Task description
Only one stretch of the listing below is wanted. Begin at the line that has "for entry in", stop after the line that has "let Some(rel) = sanitize_entry_path(&raw)", and repeat every line in between exactly.

Data

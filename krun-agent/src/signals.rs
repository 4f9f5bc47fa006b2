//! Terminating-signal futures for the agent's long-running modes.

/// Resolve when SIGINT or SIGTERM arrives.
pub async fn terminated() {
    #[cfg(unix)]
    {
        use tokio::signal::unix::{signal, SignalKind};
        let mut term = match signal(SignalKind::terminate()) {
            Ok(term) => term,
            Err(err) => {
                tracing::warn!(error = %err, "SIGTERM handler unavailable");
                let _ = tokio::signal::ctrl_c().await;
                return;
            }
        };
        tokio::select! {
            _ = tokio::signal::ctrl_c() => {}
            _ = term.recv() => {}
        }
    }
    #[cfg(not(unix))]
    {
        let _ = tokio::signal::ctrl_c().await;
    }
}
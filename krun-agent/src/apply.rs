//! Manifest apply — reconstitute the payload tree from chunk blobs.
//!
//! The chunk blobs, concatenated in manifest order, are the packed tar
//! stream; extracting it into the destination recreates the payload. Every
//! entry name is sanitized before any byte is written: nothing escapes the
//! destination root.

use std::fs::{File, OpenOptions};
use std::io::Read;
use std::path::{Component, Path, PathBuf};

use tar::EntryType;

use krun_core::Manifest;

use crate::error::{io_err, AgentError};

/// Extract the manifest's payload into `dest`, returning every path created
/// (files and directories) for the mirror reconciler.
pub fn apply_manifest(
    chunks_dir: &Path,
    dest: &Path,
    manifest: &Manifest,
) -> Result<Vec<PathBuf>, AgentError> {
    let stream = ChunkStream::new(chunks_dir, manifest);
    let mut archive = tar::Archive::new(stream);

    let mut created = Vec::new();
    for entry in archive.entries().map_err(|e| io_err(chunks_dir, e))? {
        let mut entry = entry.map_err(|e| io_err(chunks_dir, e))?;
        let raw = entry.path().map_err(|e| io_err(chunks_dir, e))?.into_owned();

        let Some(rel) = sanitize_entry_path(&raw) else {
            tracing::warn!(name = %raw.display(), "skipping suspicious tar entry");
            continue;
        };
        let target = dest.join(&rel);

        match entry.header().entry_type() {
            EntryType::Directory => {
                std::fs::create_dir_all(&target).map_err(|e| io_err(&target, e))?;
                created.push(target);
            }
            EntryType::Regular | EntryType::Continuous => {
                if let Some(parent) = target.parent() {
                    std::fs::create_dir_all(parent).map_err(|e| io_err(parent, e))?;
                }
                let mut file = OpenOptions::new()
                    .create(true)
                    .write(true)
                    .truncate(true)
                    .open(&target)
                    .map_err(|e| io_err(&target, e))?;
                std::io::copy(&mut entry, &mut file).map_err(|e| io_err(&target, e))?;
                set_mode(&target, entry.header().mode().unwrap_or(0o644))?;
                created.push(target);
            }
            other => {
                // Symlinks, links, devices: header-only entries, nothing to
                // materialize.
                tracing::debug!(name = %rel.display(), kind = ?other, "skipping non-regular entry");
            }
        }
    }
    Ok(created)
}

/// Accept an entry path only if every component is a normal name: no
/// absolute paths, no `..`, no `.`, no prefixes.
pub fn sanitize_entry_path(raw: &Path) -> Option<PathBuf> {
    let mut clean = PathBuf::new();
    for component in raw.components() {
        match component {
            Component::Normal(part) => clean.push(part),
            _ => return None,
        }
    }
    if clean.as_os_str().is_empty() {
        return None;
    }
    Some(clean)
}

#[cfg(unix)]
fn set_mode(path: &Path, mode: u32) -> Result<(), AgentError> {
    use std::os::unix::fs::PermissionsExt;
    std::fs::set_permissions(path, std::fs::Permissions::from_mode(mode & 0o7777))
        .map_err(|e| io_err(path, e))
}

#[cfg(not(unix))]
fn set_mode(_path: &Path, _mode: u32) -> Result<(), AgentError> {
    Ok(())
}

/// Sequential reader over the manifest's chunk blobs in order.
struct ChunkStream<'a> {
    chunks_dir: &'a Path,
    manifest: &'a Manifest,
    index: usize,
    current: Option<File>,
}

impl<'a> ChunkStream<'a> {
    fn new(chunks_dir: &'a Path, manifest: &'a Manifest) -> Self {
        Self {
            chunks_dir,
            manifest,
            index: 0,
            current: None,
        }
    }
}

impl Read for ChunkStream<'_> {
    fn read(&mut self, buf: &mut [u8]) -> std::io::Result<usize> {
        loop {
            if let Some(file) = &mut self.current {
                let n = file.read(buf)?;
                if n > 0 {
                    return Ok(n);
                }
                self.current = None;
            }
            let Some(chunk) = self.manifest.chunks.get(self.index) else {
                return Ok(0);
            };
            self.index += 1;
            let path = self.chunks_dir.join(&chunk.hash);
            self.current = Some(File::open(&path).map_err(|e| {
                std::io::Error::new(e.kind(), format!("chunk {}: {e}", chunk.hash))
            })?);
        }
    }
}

Expected output
    for entry in archive.entries().map_err(|e| io_err(chunks_dir, e))? {
        let mut entry = entry.map_err(|e| io_err(chunks_dir, e))?;
        let raw = entry.path().map_err(|e| io_err(chunks_dir, e))?.into_owned();

        let Some(rel) = sanitize_entry_path(&raw) else {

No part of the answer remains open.